Synaptolaemus is a monospecific genus of freshwater ray-finned fish belonging to the family Anostomidae, the toothed headstanders. The only species in the genus is Synaptolaemus latofasciatus, a species found in South America.

==Taxonomy==
Synaptolaemus was first proposed as a monospecific genus in 1950 by George S. Myers and Augustín Fernández-Yépez when they described Synaptolaemus cingulatus as a new species, designating it as the type species. The type locality of S. cingulatus was given as Laja Supira on the upper Orinoco River in Venezuela. In 2011 Leporinus latofasciatus, a species described by Franz Steindachner in 1910, also from the Orinoco, was reclassified as Synaptolaemus latofasciatus. S. cingulatus is now considered to be a synonym of S. latofasciatus and this genus is once again thought to be monospecific. This genus is classified in the subfamily Anostominae of the family Anostomidae, the headstanders, in the suborder Characoidei of the order Characiformes.

==Etymology==
Synaptolaemus is a combination of the Greek words synaptós, which means "joined together" or "united", with laimós, meaning "throat", an allusion to the wide merging of the gill membranes with the throat. The specific name is a combination of the Latin latus, meaning "wide", with fasciatus, which means "banded", and reference to the yellow and black banded pattern of this fish.

==Description==
Synaptolaemus is distinguished from other toothed headstanders by having teeth at the symphysis of the lower jaw which are roughly twice as long as they are wide and in the gill membranes having a broad union with the throat.
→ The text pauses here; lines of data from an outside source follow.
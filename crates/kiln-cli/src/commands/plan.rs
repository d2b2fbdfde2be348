//! Asset set planning command

use anyhow::Result;
use kiln_gen::{AssetSetPlanner, SetType};

pub fn run(asset_id: &str, set_type: Option<&str>, format: &str) -> Result<()> {
    let set_type = set_type.map(|s| s.parse::<SetType>()).transpose()?;
    let plan = AssetSetPlanner::default().plan(asset_id, set_type)?;

    if format == "json" {
        println!("{}", serde_json::to_string_pretty(&plan)?);
        return Ok(());
    }

    println!("Missing: {}", plan.missing_id);
    println!("  Base:     {}", plan.base_id);
    println!("  Set type: {}", plan.set_type);
    println!("  Why:      {}", plan.rationale);
    println!("\nPlanned assets ({}):", plan.assets.len());
    for asset in &plan.assets {
        println!("  {:<32} \"{}\"", asset.id, asset.concept);
    }
    Ok(())
}
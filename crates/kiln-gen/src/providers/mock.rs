//! Mock provider for testing
//!
//! Draws a deterministic placeholder figure on a solid background without
//! any network calls. Colors and limb placement come from hashing the
//! effective seed, so the same prompt always yields the same pixels. When
//! the prompt carries pose conditioning the figure's head, hands and feet
//! follow the pose keypoints.

use crate::params::GenerationParams;
use crate::prompt::CompiledPrompt;
use crate::provider::{sprite_metadata, ProviderStatus, SpriteGenerator};
use image::{Rgba as Pixel, RgbaImage};
use kiln_core::{
    ContentHash, GeneratedSprite, KilnError, Keypoint, PoseDescriptor, Result, Rgba, SpriteId,
};

/// A provider that draws placeholder sprites locally
#[derive(Debug, Default, Clone)]
pub struct MockProvider {
    fail_seeds: Vec<u64>,
    fail_all: Option<String>,
}

impl MockProvider {
    pub fn new() -> Self {
        Self::default()
    }

    /// Fail any request whose effective seed is `seed`
    pub fn fail_on_seed(mut self, seed: u64) -> Self {
        self.fail_seeds.push(seed);
        self
    }

    /// Fail every request with `reason`
    pub fn failing(reason: &str) -> Self {
        Self {
            fail_seeds: Vec::new(),
            fail_all: Some(reason.to_string()),
        }
    }
}

impl SpriteGenerator for MockProvider {
    fn name(&self) -> &str {
        "mock"
    }

    fn health_check(&self) -> Result<ProviderStatus> {
        match &self.fail_all {
            Some(reason) => Ok(ProviderStatus::Unavailable(reason.clone())),
            None => Ok(ProviderStatus::Available),
        }
    }

    fn generate(&self, prompt: &CompiledPrompt, params: &GenerationParams) -> Result<GeneratedSprite> {
        if let Some(reason) = &self.fail_all {
            return Err(KilnError::Generation(reason.clone()));
        }
        let seed = prompt.effective_seed();
        if self.fail_seeds.contains(&seed) {
            return Err(KilnError::Generation(format!("mock failure for seed {}", seed)));
        }
        params.validate()?;

        let image = draw_figure(prompt, params, seed);
        let metadata = sprite_metadata(self.name(), prompt, params);
        GeneratedSprite::from_rgba(SpriteId::new(&params.label()), &image, metadata)
    }
}

/// Byte source derived from the seed and a channel label
struct SeedBytes(ContentHash);

impl SeedBytes {
    fn new(seed: u64, channel: &str) -> Self {
        Self(ContentHash::from_parts(&[&seed.to_le_bytes(), channel.as_bytes()]))
    }

    fn byte(&self, i: usize) -> u8 {
        self.0.as_bytes()[i % 32]
    }

    /// Offset in [-range, range]
    fn jitter(&self, i: usize, range: f32) -> f32 {
        (self.byte(i) as f32 / 255.0 * 2.0 - 1.0) * range
    }
}

fn draw_figure(prompt: &CompiledPrompt, params: &GenerationParams, seed: u64) -> RgbaImage {
    let (w, h) = (params.resolution.width, params.resolution.height);
    let palette = SeedBytes::new(seed, "palette");

    let background = Rgba::opaque(
        200 + palette.byte(0) % 56,
        200 + palette.byte(1) % 56,
        200 + palette.byte(2) % 56,
    );
    let body = Rgba::from_hsv(palette.byte(3) as f32 / 255.0 * 360.0, 0.7, 0.55, 255);
    let (hue, sat, val) = body.to_hsv();
    let outline = Rgba::from_hsv(hue, sat, val * 0.4, 255);
    let accent = Rgba::from_hsv(hue + 40.0, sat * 0.8, (val * 1.4).min(1.0), 255);

    let mut mask = vec![0u8; w as usize * h as usize]; // 0 empty, 1 body, 2 accent
    let scale = w.min(h) as f32;

    if params.entity.is_animated_body() || prompt.pose.is_some() {
        let pose = prompt
            .pose
            .clone()
            .unwrap_or_else(|| default_pose(&SeedBytes::new(seed, "pose")));
        let thickness = (scale * 0.06).max(1.0);
        let center = pose.centroid;
        let neck = Keypoint::new(pose.head.x, pose.head.y + 0.12);

        fill_disc(&mut mask, w, h, pose.head, scale * 0.1, 2);
        draw_limb(&mut mask, w, h, neck, center, thickness * 1.8, 1);
        draw_limb(&mut mask, w, h, neck, pose.left_hand, thickness, 1);
        draw_limb(&mut mask, w, h, neck, pose.right_hand, thickness, 1);
        draw_limb(&mut mask, w, h, center, pose.left_foot, thickness, 1);
        draw_limb(&mut mask, w, h, center, pose.right_foot, thickness, 1);
    } else {
        let shape = SeedBytes::new(seed, "shape");
        let radius = scale * (0.22 + shape.byte(0) as f32 / 255.0 * 0.12);
        let center = Keypoint::new(0.5 + shape.jitter(1, 0.05), 0.5 + shape.jitter(2, 0.05));
        fill_disc(&mut mask, w, h, center, radius, 1);
        fill_disc(&mut mask, w, h, center, radius * 0.4, 2);
    }

    RgbaImage::from_fn(w, h, |x, y| {
        let idx = (y * w + x) as usize;
        let color = match mask[idx] {
            1 => body,
            2 => accent,
            _ if touches_figure(&mask, w, h, x, y) => outline,
            _ => background,
        };
        Pixel(color.to_array())
    })
}

/// Standing pose with seed-dependent limb jitter
fn default_pose(bytes: &SeedBytes) -> PoseDescriptor {
    let mut pose = PoseDescriptor::blank(0);
    pose.empty = false;
    pose.centroid = Keypoint::new(0.5, 0.58);
    pose.head = Keypoint::new(0.5 + bytes.jitter(0, 0.03), 0.2);
    pose.left_hand = Keypoint::new(0.28 + bytes.jitter(1, 0.06), 0.5 + bytes.jitter(2, 0.08));
    pose.right_hand = Keypoint::new(0.72 + bytes.jitter(3, 0.06), 0.5 + bytes.jitter(4, 0.08));
    pose.left_foot = Keypoint::new(0.38 + bytes.jitter(5, 0.06), 0.88);
    pose.right_foot = Keypoint::new(0.62 + bytes.jitter(6, 0.06), 0.88);
    pose
}

/// Keep drawing off the border so the background stays edge-connected
fn clamp_point(p: Keypoint) -> Keypoint {
    Keypoint::new(p.x.clamp(0.1, 0.9), p.y.clamp(0.1, 0.9))
}

fn fill_disc(mask: &mut [u8], w: u32, h: u32, center: Keypoint, radius: f32, value: u8) {
    let c = clamp_point(center);
    let (cx, cy) = (c.x * w as f32, c.y * h as f32);
    let r = radius.max(0.5);
    let x0 = (cx - r).floor().max(1.0) as u32;
    let y0 = (cy - r).floor().max(1.0) as u32;
    let x1 = ((cx + r).ceil() as u32).min(w.saturating_sub(2));
    let y1 = ((cy + r).ceil() as u32).min(h.saturating_sub(2));
    for y in y0..=y1 {
        for x in x0..=x1 {
            let dx = x as f32 + 0.5 - cx;
            let dy = y as f32 + 0.5 - cy;
            if dx * dx + dy * dy <= r * r {
                let idx = (y * w + x) as usize;
                if let Some(cell) = mask.get_mut(idx) {
                    *cell = (*cell).max(value);
                }
            }
        }
    }
}

fn draw_limb(mask: &mut [u8], w: u32, h: u32, from: Keypoint, to: Keypoint, thickness: f32, value: u8) {
    let (a, b) = (clamp_point(from), clamp_point(to));
    let length_px = ((b.x - a.x) * w as f32).hypot((b.y - a.y) * h as f32);
    let steps = length_px.ceil().max(1.0) as u32;
    for i in 0..=steps {
        let t = i as f32 / steps as f32;
        let p = Keypoint::new(a.x + (b.x - a.x) * t, a.y + (b.y - a.y) * t);
        fill_disc(mask, w, h, p, thickness / 2.0, value);
    }
}

fn touches_figure(mask: &[u8], w: u32, h: u32, x: u32, y: u32) -> bool {
    let neighbors = [(-1i64, 0i64), (1, 0), (0, -1), (0, 1)];
    neighbors.iter().any(|(dx, dy)| {
        let nx = x as i64 + dx;
        let ny = y as i64 + dy;
        nx >= 0
            && ny >= 0
            && (nx as u32) < w
            && (ny as u32) < h
            && mask[(ny as u32 * w + nx as u32) as usize] != 0
    })
}
//! Motion retargeting
//!
//! Regenerates every pose of a reference sequence for a new target
//! description. The target is interpreted once; each pose then becomes a
//! pose-conditioned prompt whose seed is derived from
//! `(pose index, target, style)`, so identical inputs reproduce identical
//! frames. A failed pose is dropped with a warning and the rest continue.

use kiln_core::{
    ContentHash, GeneratedSprite, KilnError, PoseSequence, Resolution, Result, SpriteId,
};
use kiln_gen::export::{pack_sheet, ClipSpec, PackedSheet};
use kiln_gen::{
    generate_guarded, AssetPipeline, ConceptInterpreter, PromptCompiler, SpriteGenerator,
    StyleAnalyzer, VisualStyle,
};
use std::sync::Arc;

/// Seed used for the frame regenerated from pose `pose_index`
pub fn retarget_seed(pose_index: u32, target: &str, style: &str) -> u64 {
    ContentHash::from_parts(&[
        &pose_index.to_le_bytes(),
        target.trim().as_bytes(),
        style.trim().as_bytes(),
    ])
    .to_seed()
}

#[derive(Debug, Clone, PartialEq)]
pub struct RetargetOptions {
    /// Pack the produced frames into a sheet
    pub pack_sheet: bool,
    pub frame_rate: f32,
    pub looping: bool,
    /// Output frame size; defaults to the reference frame size
    pub resolution: Option<Resolution>,
}

impl Default for RetargetOptions {
    fn default() -> Self {
        Self {
            pack_sheet: false,
            frame_rate: 10.0,
            looping: true,
            resolution: None,
        }
    }
}

/// One regenerated frame and the pose it came from
#[derive(Debug, Clone)]
pub struct RetargetedFrame {
    pub pose_index: u32,
    pub sprite: GeneratedSprite,
}

#[derive(Debug, Clone)]
pub struct MotionTransfer {
    /// Successful frames in pose order
    pub frames: Vec<RetargetedFrame>,
    pub warnings: Vec<String>,
    pub sheet: Option<PackedSheet>,
}

impl MotionTransfer {
    pub fn sprites(&self) -> Vec<GeneratedSprite> {
        self.frames.iter().map(|f| f.sprite.clone()).collect()
    }
}

/// Maps pose sequences onto new subjects
pub struct MotionRetargeter {
    generator: Arc<dyn SpriteGenerator>,
    interpreter: ConceptInterpreter,
    analyzer: StyleAnalyzer,
    compiler: PromptCompiler,
}

impl MotionRetargeter {
    pub fn new(generator: Arc<dyn SpriteGenerator>, analyzer: StyleAnalyzer) -> Self {
        Self {
            generator,
            interpreter: ConceptInterpreter::new(),
            analyzer,
            compiler: PromptCompiler::new(),
        }
    }

    /// Share the generator and style table of an existing pipeline
    pub fn from_pipeline(pipeline: &AssetPipeline) -> Self {
        Self::new(pipeline.generator(), pipeline.analyzer().clone())
    }

    /// Regenerate every pose in `sequence` as `target` drawn in `style`.
    ///
    /// Fails only on an empty target or an empty sequence. Per-pose
    /// generation failures become warnings naming the pose index.
    #[tracing::instrument(skip(self, sequence, options), fields(poses = sequence.len()))]
    pub fn transfer_motion(
        &self,
        sequence: &PoseSequence,
        target: &str,
        style: &str,
        options: &RetargetOptions,
    ) -> Result<MotionTransfer> {
        if target.trim().is_empty() {
            return Err(KilnError::InvalidParams("target description is empty".to_string()));
        }
        if sequence.is_empty() {
            return Err(KilnError::Motion("pose sequence is empty".to_string()));
        }

        let interpretation = self.interpreter.interpret(target);
        let mut params = interpretation.params;
        if !style.trim().is_empty() {
            params.style = VisualStyle::from(style);
        }
        params.resolution = options
            .resolution
            .unwrap_or_else(|| Resolution::new(sequence.frame_width, sequence.frame_height));
        params.frame_count = None;
        params.tags.push("retargeted".to_string());
        params.validate()?;

        let mut warnings = Vec::new();
        let resolution = self.analyzer.resolve(&params);
        for warning in resolution.warnings {
            tracing::warn!("{}", warning);
            warnings.push(warning);
        }
        let base = self.compiler.compile(&params, &resolution.config);
        let base_id = SpriteId::new(&format!("{} motion", params.label()));

        let mut frames = Vec::with_capacity(sequence.len());
        for (index, pose) in sequence.poses.iter().enumerate() {
            let index = index as u32;
            let mut prompt = base.clone().with_pose(pose.clone());
            prompt.seed = Some(retarget_seed(index, target, style));

            match generate_guarded(self.generator.as_ref(), &prompt, &params) {
                Ok(mut sprite) => {
                    sprite.id = base_id.derive(&format!("pose{}", index));
                    sprite.metadata.tags.push(format!("pose:{}", index));
                    frames.push(RetargetedFrame {
                        pose_index: index,
                        sprite,
                    });
                }
                Err(e) => {
                    let message = format!("pose {} failed: {}", index, e);
                    tracing::warn!("{}", message);
                    warnings.push(message);
                }
            }
        }

        let mut sheet = None;
        if options.pack_sheet && !frames.is_empty() {
            let clip = ClipSpec {
                name: params
                    .action
                    .map(|a| a.as_str().to_string())
                    .unwrap_or_else(|| "motion".to_string()),
                frame_rate: options.frame_rate,
                looping: options.looping,
            };
            let sprites: Vec<GeneratedSprite> = frames.iter().map(|f| f.sprite.clone()).collect();
            match pack_sheet(&sprites, Some(&clip)) {
                Ok(packed) => sheet = Some(packed),
                Err(e) => warnings.push(format!("sheet packing failed: {}", e)),
            }
        }

        tracing::info!(
            frames = frames.len(),
            poses = sequence.len(),
            warnings = warnings.len(),
            "motion transfer finished"
        );

        Ok(MotionTransfer {
            frames,
            warnings,
            sheet,
        })
    }
}

#[cfg(test)]
mod tests {
    use super::*;
    use crate::extract::MotionExtractor;
    use kiln_core::{Keypoint, PoseDescriptor};
    use kiln_gen::providers::mock::MockProvider;
    use kiln_gen::{StyleTable, ValidationConfig};

    const TARGET: &str = "armored knight";
    const STYLE: &str = "pixel-art";

    fn analyzer() -> StyleAnalyzer {
        StyleAnalyzer::new(Arc::new(StyleTable::builtin()))
    }

    fn retargeter(mock: MockProvider) -> MotionRetargeter {
        MotionRetargeter::new(Arc::new(mock), analyzer())
    }

    fn swing_sequence(n: u32) -> PoseSequence {
        let poses = (0..n)
            .map(|i| {
                let mut pose = PoseDescriptor::blank(i);
                pose.empty = false;
                pose.coverage = 0.2;
                pose.centroid = Keypoint::new(0.5, 0.55);
                pose.head = Keypoint::new(0.5, 0.2);
                let swing = (i as f32 / n as f32 - 0.5) * 0.3;
                pose.left_hand = Keypoint::new(0.3 + swing, 0.45);
                pose.right_hand = Keypoint::new(0.7 + swing, 0.45);
                pose.left_foot = Keypoint::new(0.4 - swing, 0.85);
                pose.right_foot = Keypoint::new(0.6 + swing, 0.85);
                pose
            })
            .collect();
        PoseSequence {
            frame_width: 32,
            frame_height: 32,
            columns: n,
            rows: 1,
            poses,
            warnings: Vec::new(),
        }
    }

    #[test]
    fn test_one_frame_per_pose() {
        let seq = swing_sequence(6);
        let transfer = retargeter(MockProvider::new())
            .transfer_motion(&seq, TARGET, STYLE, &RetargetOptions::default())
            .unwrap();
        assert_eq!(transfer.frames.len(), 6);
        assert!(transfer.warnings.is_empty());
        for (i, frame) in transfer.frames.iter().enumerate() {
            assert_eq!(frame.pose_index, i as u32);
            assert_eq!((frame.sprite.width, frame.sprite.height), (32, 32));
            assert!(frame.sprite.metadata.prompt.as_ref().unwrap().contains("pose:"));
        }
        assert!(transfer.sheet.is_none());
    }

    #[test]
    fn test_failed_pose_is_skipped() {
        let seq = swing_sequence(10);
        let mock = MockProvider::new().fail_on_seed(retarget_seed(5, TARGET, STYLE));
        let transfer = retargeter(mock)
            .transfer_motion(&seq, TARGET, STYLE, &RetargetOptions::default())
            .unwrap();

        assert_eq!(transfer.frames.len(), 9);
        assert_eq!(transfer.warnings.len(), 1);
        assert!(transfer.warnings[0].contains("pose 5"));
        assert!(transfer.frames.iter().all(|f| f.pose_index != 5));
    }

    #[test]
    fn test_rerun_is_reproducible() {
        let seq = swing_sequence(4);
        let rt = retargeter(MockProvider::new());
        let a = rt
            .transfer_motion(&seq, TARGET, STYLE, &RetargetOptions::default())
            .unwrap();
        let b = rt
            .transfer_motion(&seq, TARGET, STYLE, &RetargetOptions::default())
            .unwrap();
        for (x, y) in a.frames.iter().zip(&b.frames) {
            assert_eq!(x.sprite.data, y.sprite.data);
            assert_eq!(x.sprite.metadata.seed, y.sprite.metadata.seed);
        }
        assert_ne!(
            retarget_seed(0, TARGET, STYLE),
            retarget_seed(0, "goblin archer", STYLE)
        );
        assert_ne!(retarget_seed(0, TARGET, STYLE), retarget_seed(1, TARGET, STYLE));
    }

    #[test]
    fn test_packs_sheet_when_asked() {
        let seq = swing_sequence(5);
        let options = RetargetOptions {
            pack_sheet: true,
            ..RetargetOptions::default()
        };
        let transfer = retargeter(MockProvider::new())
            .transfer_motion(&seq, "slime walk", STYLE, &options)
            .unwrap();
        let sheet = transfer.sheet.unwrap();
        assert_eq!(sheet.metadata.frames.len(), 5);
        assert_eq!(sheet.metadata.animations[0].name, "walk");
    }

    #[test]
    fn test_rejects_empty_inputs() {
        let rt = retargeter(MockProvider::new());
        let seq = swing_sequence(2);
        assert!(rt.transfer_motion(&seq, "  ", STYLE, &RetargetOptions::default()).is_err());

        let empty = PoseSequence {
            poses: Vec::new(),
            ..swing_sequence(1)
        };
        assert!(rt.transfer_motion(&empty, TARGET, STYLE, &RetargetOptions::default()).is_err());
    }

    #[test]
    fn test_extract_then_retarget() {
        let mut sheet = image::RgbaImage::new(128, 64);
        for (col, height) in [(0u32, 40u32), (1, 30)] {
            for y in 10..10 + height {
                for x in col * 64 + 28..col * 64 + 36 {
                    sheet.put_pixel(x, y, image::Rgba([0, 0, 0, 255]));
                }
            }
        }
        let seq = MotionExtractor::new().extract_pose_sequence(&sheet, 64, 64).unwrap();

        let pipeline = AssetPipeline::new(
            Arc::new(MockProvider::new()),
            Arc::new(StyleTable::builtin()),
            ValidationConfig::default(),
        );
        let transfer = MotionRetargeter::from_pipeline(&pipeline)
            .transfer_motion(&seq, "fire dragon", "anime", &RetargetOptions::default())
            .unwrap();
        assert_eq!(transfer.frames.len(), 2);
        assert_eq!(transfer.frames[0].sprite.width, 64);
        assert_eq!(transfer.frames[0].sprite.metadata.style, "anime");
    }
}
The lower jaw has a width of half its length and is almost vertical when the mouth is closed. The colour pattern consists of vertical bands of orange or yellow alternating with dark brown or black bands which extend below the lateral line and run along the whole body. This species has a maximum standard length of 9.4 cm.

==Distribution and habitat==
Synaptolaemus is found in the Orinoco and Amazon basins of Brazil, Colombia and Venezuela. Its occurrence in Guyana or Suriname has yet to be confirmed. It is found in rapids with rocky bottoms in both black and clear waters.